A day after farmers across the country celebrated as the Prime Minister announced the government’s decision to repeal the three farm laws, Kushal Poddar expresses his emotions through a poem titled Firm.
We did not see the progressions, he says, about a vine that had been tugging the firmament inch by inch for months on end, until the moment of ‘sudden freedom’. Firm is a play on the word Farm, Kushal says.

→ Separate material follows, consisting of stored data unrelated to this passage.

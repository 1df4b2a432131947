//! Fragment-boundary markup annotation
//!
//! Walks the literal fragments of a template once, left to right,
//! tracking whether each fragment boundary (placeholder position) falls
//! in text, inside a tag, or inside a comment, and rewrites the markup
//! so every hole leaves a durable marker that survives parsing:
//! - an attribute marker (`data-dyn-parts`) on the enclosing element
//!   listing hole entries in placeholder order, `/`-separated, with an
//!   empty entry flagging a whole-element hole
//! - an injected empty marker element (`data-dyn-range`) standing in for
//!   a run of dynamic children
//!
//! Single pass over the markup; the only backward step is the bounded
//! walk over one attribute name when `=` is seen.

use super::namespace::Namespace;
use super::scanner::{is_name_byte, is_whitespace, Scanner};
use crate::Error;

/// Synthetic attribute listing an element's hole entries
pub const ATTR_MARKER: &str = "data-dyn-parts";
/// Marker attribute of the injected node-range placeholder element
pub const RANGE_MARKER: &str = "data-dyn-range";
/// Separator between hole entries inside the attribute marker; not a
/// legal attribute-name character, so entries never need escaping
pub const MARKER_DELIMITER: char = '/';

/// Scanner state at a fragment boundary
#[derive(Debug, Clone, Copy, PartialEq, Eq)]
enum ScanState {
    Text,
    InTag,
    InComment,
}

/// Rewrite the fragment sequence into one marker-annotated markup string
pub fn annotate(fragments: &[&str], ns: Namespace) -> Result<String, Error> {
    let mut annotator = Annotator {
        state: ScanState::Text,
        out: Vec::with_capacity(fragments.iter().map(|f| f.len()).sum::<usize>() + 64),
        queued: Vec::new(),
        pending_attr: None,
        quote: None,
        after_eq: false,
        unquoted: false,
        comment_start: 0,
        offset: 0,
        ns,
    };
    let last = fragments.len().saturating_sub(1);
    for (i, fragment) in fragments.iter().enumerate() {
        annotator.feed(fragment, i == last)?;
        annotator.offset += fragment.len();
    }
    // The buffer only ever receives whole input slices and ASCII
    // punctuation, so it stays valid UTF-8
    Ok(String::from_utf8(annotator.out).unwrap_or_default())
}

struct Annotator {
    state: ScanState,
    out: Vec<u8>,
    /// Hole entries queued for the current tag; "" flags a whole-element hole
    queued: Vec<String>,
    /// Name of the attribute whose value is currently open
    pending_attr: Option<String>,
    /// Quote byte of an open quoted attribute value
    quote: Option<u8>,
    /// An `=` was consumed and no value has started yet
    after_eq: bool,
    /// Inside an unquoted attribute value
    unquoted: bool,
    /// Global byte offset of the open comment, for error positions
    comment_start: usize,
    /// Global byte offset of the current fragment
    offset: usize,
    ns: Namespace,
}

impl Annotator {
    /// Scan one fragment, emitting rewritten markup; classify the hole
    /// at its end unless this is the final fragment
    fn feed(&mut self, fragment: &str, is_last: bool) -> Result<(), Error> {
        let mut scanner = Scanner::new(fragment.as_bytes());

        while !scanner.is_eof() {
            match self.state {
                ScanState::Text => self.scan_text(&mut scanner),
                ScanState::InTag => self.scan_tag(&mut scanner),
                ScanState::InComment => self.scan_comment(&mut scanner)?,
            }
        }

        if is_last {
            return Ok(());
        }
        match self.state {
            ScanState::Text => self.emit_range_marker(),
            ScanState::InTag => self.classify_tag_hole(),
            // reached when a zero-length fragment follows an open comment
            ScanState::InComment => {
                return Err(Error::UnterminatedComment {
                    position: self.comment_start,
                })
            }
        }
        Ok(())
    }

    /// Text mode: copy through to the next `<` and dispatch on it
    fn scan_text(&mut self, scanner: &mut Scanner<'_>) {
        match scanner.find_byte(b'<') {
            None => {
                self.emit_rest(scanner);
            }
            Some(lt) => {
                self.emit_to(scanner, lt);
                if scanner.starts_with(b"<!--") {
                    self.comment_start = self.offset + lt;
                    self.out.extend_from_slice(b"<!--");
                    scanner.advance(4);
                    self.state = ScanState::InComment;
                } else {
                    self.out.push(b'<');
                    scanner.advance(1);
                    if scanner.peek() == Some(b'/') {
                        self.out.push(b'/');
                        scanner.advance(1);
                    }
                    if let Some(name) = scanner.read_name() {
                        self.out.extend_from_slice(name);
                    }
                    self.state = ScanState::InTag;
                }
            }
        }
    }

    /// Comment mode: copy through to `-->`; a fragment boundary inside a
    /// comment has no durable marker encoding and is an error
    fn scan_comment(&mut self, scanner: &mut Scanner<'_>) -> Result<(), Error> {
        loop {
            match scanner.find_byte(b'-') {
                Some(pos) => {
                    scanner.set_position(pos);
                    if scanner.starts_with(b"-->") {
                        self.emit_to(scanner, pos + 3);
                        scanner.set_position(pos + 3);
                        self.state = ScanState::Text;
                        return Ok(());
                    }
                    self.emit_to(scanner, pos + 1);
                    scanner.set_position(pos + 1);
                }
                None => {
                    return Err(Error::UnterminatedComment {
                        position: self.comment_start,
                    });
                }
            }
        }
    }

    /// Tag mode: copy through attributes tracking quote and value state,
    /// injecting the queued marker attribute when `>` closes the tag
    fn scan_tag(&mut self, scanner: &mut Scanner<'_>) {
        while let Some(b) = scanner.peek() {
            if let Some(q) = self.quote {
                match scanner.find_byte(q) {
                    Some(end) => {
                        self.emit_to(scanner, end + 1);
                        scanner.set_position(end + 1);
                        self.quote = None;
                        self.pending_attr = None;
                    }
                    None => {
                        self.emit_rest(scanner);
                    }
                }
                continue;
            }

            match b {
                b'>' => {
                    self.flush_marker_attr();
                    self.out.push(b'>');
                    scanner.advance(1);
                    self.state = ScanState::Text;
                    return;
                }
                b'/' if scanner.peek_at(1) == Some(b'>') => {
                    self.flush_marker_attr();
                    self.out.extend_from_slice(b"/>");
                    scanner.advance(2);
                    self.state = ScanState::Text;
                    return;
                }
                b'"' | b'\'' => {
                    self.quote = Some(b);
                    self.after_eq = false;
                    self.out.push(b);
                    scanner.advance(1);
                }
                b'=' => {
                    self.pending_attr = Some(name_before_eq(&self.out));
                    self.after_eq = true;
                    self.unquoted = false;
                    self.out.push(b'=');
                    scanner.advance(1);
                }
                _ if is_whitespace(b) => {
                    if self.unquoted {
                        self.unquoted = false;
                        self.pending_attr = None;
                    }
                    self.out.push(b);
                    scanner.advance(1);
                }
                _ => {
                    if self.after_eq {
                        self.after_eq = false;
                        self.unquoted = true;
                    }
                    self.out.push(b);
                    scanner.advance(1);
                }
            }
        }
    }

    /// A fragment ended inside a tag: record the hole against the open
    /// attribute value if there is one, else as a whole-element hole
    fn classify_tag_hole(&mut self) {
        if self.quote.is_some() || self.unquoted {
            // Mid-value; the value stays open into the next fragment
            let name = self.pending_attr.clone().unwrap_or_default();
            self.queued.push(name);
        } else if self.after_eq {
            // `name=` with no value yet; close it so the joined markup
            // stays parseable, and bind the hole to that attribute
            let name = self.pending_attr.take().unwrap_or_default();
            self.queued.push(name);
            self.out.extend_from_slice(b"\"\"");
            self.after_eq = false;
        } else {
            self.queued.push(String::new());
        }
    }

    /// Append the node-range placeholder element for a text-position hole
    fn emit_range_marker(&mut self) {
        let tag: &[u8] = match self.ns {
            Namespace::Svg => b"g",
            Namespace::Html => b"span",
        };
        self.out.push(b'<');
        self.out.extend_from_slice(tag);
        self.out.push(b' ');
        self.out.extend_from_slice(RANGE_MARKER.as_bytes());
        self.out.extend_from_slice(b"></");
        self.out.extend_from_slice(tag);
        self.out.push(b'>');
    }

    /// Inject the attribute marker carrying the queued hole entries
    fn flush_marker_attr(&mut self) {
        if !self.queued.is_empty() {
            self.out.push(b' ');
            self.out.extend_from_slice(ATTR_MARKER.as_bytes());
            self.out.extend_from_slice(b"=\"");
            for (i, entry) in self.queued.iter().enumerate() {
                if i > 0 {
                    self.out.push(MARKER_DELIMITER as u8);
                }
                self.out.extend_from_slice(entry.as_bytes());
            }
            self.out.push(b'"');
            self.queued.clear();
        }
        self.pending_attr = None;
        self.after_eq = false;
        self.unquoted = false;
    }

    fn emit_to(&mut self, scanner: &mut Scanner<'_>, end: usize) {
        let start = scanner.position();
        self.out.extend_from_slice(scanner.slice(start, end));
        scanner.set_position(end);
    }

    fn emit_rest(&mut self, scanner: &mut Scanner<'_>) {
        let start = scanner.position();
        let end = start + scanner.remaining().len();
        self.emit_to(scanner, end);
    }
}

/// Walk backward over the attribute name that precedes an `=`
fn name_before_eq(out: &[u8]) -> String {
    let mut end = out.len();
    while end > 0 && is_whitespace(out[end - 1]) {
        end -= 1;
    }
    let mut start = end;
    while start > 0 && is_name_byte(out[start - 1]) {
        start -= 1;
    }
    String::from_utf8_lossy(&out[start..end]).into_owned()
}

#[cfg(test)]
mod tests {
    use super::*;

    fn annotate_html(fragments: &[&str]) -> String {
        annotate(fragments, Namespace::Html).unwrap()
    }

    #[test]
    fn test_no_holes_passthrough() {
        assert_eq!(annotate_html(&["<p>hi</p>"]), "<p>hi</p>");
    }

    #[test]
    fn test_node_range_hole() {
        assert_eq!(
            annotate_html(&["<ul>", "</ul>"]),
            "<ul><span data-dyn-range></span></ul>"
        );
    }

    #[test]
    fn test_node_range_hole_svg() {
        assert_eq!(
            annotate(&["<g>", "</g>"], Namespace::Svg).unwrap(),
            "<g><g data-dyn-range></g></g>"
        );
    }

    #[test]
    fn test_attribute_hole_quoted() {
        assert_eq!(
            annotate_html(&["<p class=\"", "\">x</p>"]),
            "<p class=\"\" data-dyn-parts=\"class\">x</p>"
        );
    }

    #[test]
    fn test_attribute_hole_mid_value() {
        assert_eq!(
            annotate_html(&["<p class=\"a ", " z\">x</p>"]),
            "<p class=\"a  z\" data-dyn-parts=\"class\">x</p>"
        );
    }

    #[test]
    fn test_attribute_hole_bare_equals() {
        assert_eq!(
            annotate_html(&["<p class=", ">x</p>"]),
            "<p class=\"\" data-dyn-parts=\"class\">x</p>"
        );
    }

    #[test]
    fn test_attribute_hole_unquoted_continues() {
        assert_eq!(
            annotate_html(&["<p class=ab", "c>x</p>"]),
            "<p class=abc data-dyn-parts=\"class\">x</p>"
        );
    }

    #[test]
    fn test_whole_element_hole() {
        assert_eq!(
            annotate_html(&["<p ", ">x</p>"]),
            "<p  data-dyn-parts=\"\">x</p>"
        );
    }

    #[test]
    fn test_element_hole_after_complete_value() {
        assert_eq!(
            annotate_html(&["<p id=\"y\" ", ">x</p>"]),
            "<p id=\"y\"  data-dyn-parts=\"\">x</p>"
        );
    }

    #[test]
    fn test_two_holes_one_tag() {
        assert_eq!(
            annotate_html(&["<p class=\"", "\" id=\"", "\">x</p>"]),
            "<p class=\"\" id=\"\" data-dyn-parts=\"class/id\">x</p>"
        );
    }

    #[test]
    fn test_two_holes_same_attribute() {
        assert_eq!(
            annotate_html(&["<p class=\"", " ", "\">x</p>"]),
            "<p class=\" \" data-dyn-parts=\"class/class\">x</p>"
        );
    }

    #[test]
    fn test_element_hole_then_attribute_hole() {
        assert_eq!(
            annotate_html(&["<p ", " class=\"", "\">x</p>"]),
            "<p  class=\"\" data-dyn-parts=\"/class\">x</p>"
        );
    }

    #[test]
    fn test_self_closing_marker_injection() {
        assert_eq!(
            annotate_html(&["<input value=\"", "\"/>"]),
            "<input value=\"\" data-dyn-parts=\"value\"/>"
        );
    }

    #[test]
    fn test_mixed_attr_and_range_holes() {
        assert_eq!(
            annotate_html(&["<p class=\"", "\">", "</p>"]),
            "<p class=\"\" data-dyn-parts=\"class\"><span data-dyn-range></span></p>"
        );
    }

    #[test]
    fn test_hole_inside_comment_fails() {
        let err = annotate(&["<!-- start", " -->"], Namespace::Html).unwrap_err();
        assert_eq!(err, Error::UnterminatedComment { position: 0 });
    }

    #[test]
    fn test_comment_passthrough() {
        assert_eq!(
            annotate_html(&["<p><!-- a - b --></p>"]),
            "<p><!-- a - b --></p>"
        );
    }

    #[test]
    fn test_quoted_gt_does_not_close_tag() {
        assert_eq!(
            annotate_html(&["<p title=\"a>b\" class=\"", "\">x</p>"]),
            "<p title=\"a>b\" class=\"\" data-dyn-parts=\"class\">x</p>"
        );
    }

    #[test]
    fn test_text_hole_after_text() {
        assert_eq!(
            annotate_html(&["<p>hi ", "</p>"]),
            "<p>hi <span data-dyn-range></span></p>"
        );
    }
}
impl Document {
    /// Create a new document containing only the root node
    pub fn new() -> Self {
        let mut nodes = Vec::with_capacity(64);
        nodes.push(Node::document());
        Document {
            nodes,
            strings: StringPool::new(),
            mutations: 0,
        }
    }

    /// The document root node id
    #[inline]
    pub fn root(&self) -> NodeId {
        0
    }

    /// Get a node by id
    #[inline]
    pub fn get(&self, id: NodeId) -> Option<&Node> {
        self.nodes.get(id as usize)
    }

    #[inline]
    fn node(&self, id: NodeId) -> &Node {
        &self.nodes[id as usize]
    }

    #[inline]
    fn node_mut(&mut self, id: NodeId) -> &mut Node {
        &mut self.nodes[id as usize]
    }

    /// Check whether an id addresses a node in this arena
    #[inline]
    pub fn contains(&self, id: NodeId) -> bool {
        (id as usize) < self.nodes.len()
    }

    /// Get total number of nodes ever allocated
    pub fn node_count(&self) -> usize {
        self.nodes.len()
    }

    /// Count of structural and content mutations applied so far
    pub fn mutation_count(&self) -> u64 {
        self.mutations
    }

    // ------------------------------------------------------------------
    // Node creation
    // ------------------------------------------------------------------

    fn push_node(&mut self, node: Node) -> NodeId {
        let id = self.nodes.len() as NodeId;
        self.nodes.push(node);
        id
    }

    /// Create a detached element node
    pub fn create_element(&mut self, name: &str) -> NodeId {
        let name_id = self.strings.intern(name);
        self.push_node(Node::element(name_id))
    }

    /// Create a detached text node
    pub fn create_text(&mut self, content: &str) -> NodeId {
        self.push_node(Node::text(content.to_string()))
    }

    /// Create a detached comment node
    pub fn create_comment(&mut self, content: &str) -> NodeId {
        self.push_node(Node::comment(content.to_string()))
    }

    /// Create a detached boundary sentinel node
    pub fn create_sentinel(&mut self) -> NodeId {
        self.push_node(Node::sentinel())
    }

    /// Create a detached fragment container node
    pub fn create_fragment(&mut self) -> NodeId {
        self.push_node(Node::fragment())
    }

    // ------------------------------------------------------------------
    // Node accessors
    // ------------------------------------------------------------------

    /// Kind of a node
    pub fn kind(&self, id: NodeId) -> Option<NodeKind> {
        self.get(id).map(|n| n.kind)
    }

    /// Parent of a node
    pub fn parent(&self, id: NodeId) -> Option<NodeId> {
        self.get(id).and_then(|n| n.parent)
    }

    /// First child of a node
    pub fn first_child(&self, id: NodeId) -> Option<NodeId> {
        self.get(id).and_then(|n| n.first_child)
    }

    /// Last child of a node
    pub fn last_child(&self, id: NodeId) -> Option<NodeId> {
        self.get(id).and_then(|n| n.last_child)
    }

    /// Next sibling of a node
    pub fn next_sibling(&self, id: NodeId) -> Option<NodeId> {
        self.get(id).and_then(|n| n.next_sibling)
    }

    /// Previous sibling of a node
    pub fn prev_sibling(&self, id: NodeId) -> Option<NodeId> {
        self.get(id).and_then(|n| n.prev_sibling)
    }

    /// Tag name of an element node
    pub fn tag_name(&self, id: NodeId) -> Option<&str> {
        let node = self.get(id)?;
        if node.is_element() {
            Some(self.strings.get(node.name_id))
        } else {
            None
        }
    }

    /// Text content of a text or comment node
    pub fn text(&self, id: NodeId) -> Option<&str> {
        let node = self.get(id)?;
        match node.kind {
            NodeKind::Text | NodeKind::Comment => Some(&node.text),
            _ => None,
        }
    }

    /// Set the text content of a text or comment node
    pub fn set_text(&mut self, id: NodeId, content: &str) {
        if let Some(node) = self.nodes.get_mut(id as usize) {
            if matches!(node.kind, NodeKind::Text | NodeKind::Comment) {
                node.text.clear();
                node.text.push_str(content);
                self.mutations += 1;
            }
        }
    }

    // ------------------------------------------------------------------
    // Attributes
    // ------------------------------------------------------------------

    /// Get an attribute value by name
    pub fn attribute(&self, id: NodeId, name: &str) -> Option<&str> {
        let node = self.get(id)?;
        node.attrs
            .iter()
            .find(|a| self.strings.get(a.name_id) == name)
            .map(|a| a.value.as_str())
    }

    /// Set an attribute, replacing any existing value under the same name
    pub fn set_attribute(&mut self, id: NodeId, name: &str, value: &str) {
        if !self.contains(id) || !self.node(id).is_element() {
            return;
        }
        let name_id = self.strings.intern(name);
        let node = self.node_mut(id);
        match node.attrs.iter_mut().find(|a| a.name_id == name_id) {
            Some(attr) => {
                attr.value.clear();
                attr.value.push_str(value);
            }
            None => node.attrs.push(Attr {
                name_id,
                value: value.to_string(),
            }),
        }
        self.mutations += 1;
    }

    /// Remove an attribute by name; returns true if it was present
    pub fn remove_attribute(&mut self, id: NodeId, name: &str) -> bool {
        if !self.contains(id) {
            return false;
        }
        let found = {
            let strings = &self.strings;
            self.nodes[id as usize]
                .attrs
                .iter()
                .position(|a| strings.get(a.name_id) == name)
        };
        match found {
            Some(pos) => {
                self.node_mut(id).attrs.remove(pos);
                self.mutations += 1;
                true
            }
            None => false,
        }
    }

    /// All attribute names and values of an element, in document order
    pub fn attributes(&self, id: NodeId) -> Vec<(&str, &str)> {
        match self.get(id) {
            Some(node) => node
                .attrs
                .iter()
                .map(|a| (self.strings.get(a.name_id), a.value.as_str()))
                .collect(),
            None => Vec::new(),
        }
    }

    // ------------------------------------------------------------------
    // Structure mutation
    // ------------------------------------------------------------------

    /// Sever a node's links to its parent and siblings without counting
    fn unlink(&mut self, id: NodeId) {
        let (parent, prev, next) = {
            let node = self.node(id);
            (node.parent, node.prev_sibling, node.next_sibling)
        };
        let Some(parent) = parent else { return };

        match prev {
            Some(p) => self.node_mut(p).next_sibling = next,
            None => self.node_mut(parent).first_child = next,
        }
        match next {
            Some(n) => self.node_mut(n).prev_sibling = prev,
            None => self.node_mut(parent).last_child = prev,
        }
        let node = self.node_mut(id);
        node.parent = None;
        node.prev_sibling = None;
        node.next_sibling = None;
    }

    /// Splice a detached node in before `reference` under `parent` without counting
    fn link_before(&mut self, parent: NodeId, id: NodeId, reference: Option<NodeId>) {
        debug_assert!(self.node(parent).is_container());
        debug_assert!(self.node(id).parent.is_none());
        debug_assert!(reference.is_none_or(|r| self.node(r).parent == Some(parent)));

        let prev = match reference {
            Some(r) => self.node(r).prev_sibling,
            None => self.node(parent).last_child,
        };

        match prev {
            Some(p) => self.node_mut(p).next_sibling = Some(id),
            None => self.node_mut(parent).first_child = Some(id),
        }
        match reference {
            Some(r) => self.node_mut(r).prev_sibling = Some(id),
            None => self.node_mut(parent).last_child = Some(id),
        }
        let node = self.node_mut(id);
        node.parent = Some(parent);
        node.prev_sibling = prev;
        node.next_sibling = reference;
    }

    /// Insert `id` under `parent`, immediately before `reference`
    ///
    /// A `reference` of None appends at the end. If `id` is currently
    /// attached anywhere in this document it is re-parented; the whole
    /// operation counts as one mutation.
    pub fn insert_before(&mut self, parent: NodeId, id: NodeId, reference: Option<NodeId>) {
        self.unlink(id);
        self.link_before(parent, id, reference);
        self.mutations += 1;
    }

    /// Append `id` as the last child of `parent`
    pub fn append_child(&mut self, parent: NodeId, id: NodeId) {
        self.insert_before(parent, id, None);
    }

    /// Detach a node from its parent; counts one mutation if attached
    ///
    /// The node and its subtree stay allocated and can be re-inserted.
    pub fn detach(&mut self, id: NodeId) {
        if self.parent(id).is_some() {
            self.unlink(id);
            self.mutations += 1;
        }
    }

    // ------------------------------------------------------------------
    // Traversal
    // ------------------------------------------------------------------

    /// Iterate over children of a node
    pub fn children(&self, id: NodeId) -> ChildIter<'_> {
        ChildIter {
            doc: self,
            next: self.first_child(id),
        }
    }

    /// Iterate over all descendants of a node in preorder
    pub fn descendants(&self, id: NodeId) -> DescendantIter<'_> {
        let mut stack = Vec::new();
        let mut child = self.last_child(id);
        while let Some(c) = child {
            stack.push(c);
            child = self.prev_sibling(c);
        }
        DescendantIter { doc: self, stack }
    }

    // ------------------------------------------------------------------
    // Cross-document import
    // ------------------------------------------------------------------

    /// Deep-clone a subtree from another document into this one
    ///
    /// Returns the id of the detached clone root. Names are re-interned
    /// into this document's pool. Does not count as a mutation: the
    /// clone is built detached.
    pub fn import_subtree(&mut self, source: &Document, id: NodeId) -> NodeId {
        let src = source.node(id);
        let clone = match src.kind {
            NodeKind::Document | NodeKind::Fragment => self.push_node(Node::fragment()),
            NodeKind::Element => {
                let name_id = self.strings.intern(source.strings.get(src.name_id));
                let elem = self.push_node(Node::element(name_id));
                for attr in &src.attrs {
                    let attr_name = self.strings.intern(source.strings.get(attr.name_id));
                    self.node_mut(elem).attrs.push(Attr {
                        name_id: attr_name,
                        value: attr.value.clone(),
                    });
                }
                elem
            }
            NodeKind::Text => self.push_node(Node::text(src.text.clone())),
            NodeKind::Comment => self.push_node(Node::comment(src.text.clone())),
            NodeKind::Sentinel => self.push_node(Node::sentinel()),
        };

        let mut child = src.first_child;
        while let Some(c) = child {
            let imported = self.import_subtree(source, c);
            self.link_before(clone, imported, None);
            child = source.node(c).next_sibling;
        }
        clone
    }

    // ------------------------------------------------------------------
    // Serialization
    // ------------------------------------------------------------------

    /// Serialize a subtree back to markup
    ///
    /// Document and fragment nodes render their children; sentinels
    /// render as nothing. Text and attribute values are minimally
    /// escaped; HTML void elements are written without a close tag.
    pub fn to_markup(&self, id: NodeId) -> String {
        let mut out = String::new();
        self.write_markup(id, &mut out);
        out
    }

    fn write_markup(&self, id: NodeId, out: &mut String) {
        let Some(node) = self.get(id) else { return };
        match node.kind {
            NodeKind::Document | NodeKind::Fragment => {
                for child in self.children(id) {
                    self.write_markup(child, out);
                }
            }
            NodeKind::Element => {
                let name = self.strings.get(node.name_id);
                out.push('<');
                out.push_str(name);
                for attr in &node.attrs {
                    out.push(' ');
                    out.push_str(self.strings.get(attr.name_id));
                    out.push_str("=\"");
                    escape_into(&attr.value, true, out);
                    out.push('"');
                }
                out.push('>');
                if is_void_element(name) && !node.has_children() {
                    return;
                }
                for child in self.children(id) {
                    self.write_markup(child, out);
                }
                out.push_str("</");
                out.push_str(name);
                out.push('>');
            }
            NodeKind::Text => escape_into(&node.text, false, out),
            NodeKind::Comment => {
                out.push_str("<!--");
                out.push_str(&node.text);
                out.push_str("-->");
            }
            NodeKind::Sentinel => {}
        }
    }
}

‘The firm standing of freedom always wins in the end. History shows, time has a way to settle what is true and just. The progress is slow, because time itself stands out of the frames of time.’ The poem uses the metaphor of the green vine to denote the Farmers' win over the contentious legislation and the pressure of the system.
Firm
This gloaming I notice -
the green creeper has ushered
the pale sky inside
through the iron bars and grills,
through the window's opening.
For months the vine
has been hefting and yanking
the firmament inch by inch.
I do not see these progressions.
We do not.
I splash some water on the leaves,
say Slainte to the sudden freedom
of the space within
this room, this flesh.
Never farmed the best things,
but we can appreciate their taste.
An author and a father, Kushal Poddar, edited a magazine - ‘Words Surfacing’, authored eight volumes including ‘The Circus Came To My Island’, 'A Place For Your Ghost Animals', 'Eternity Restoration Project- Selected and New Poems' and 'Postmarked Quarantine'. His works have been translated in eleven languages.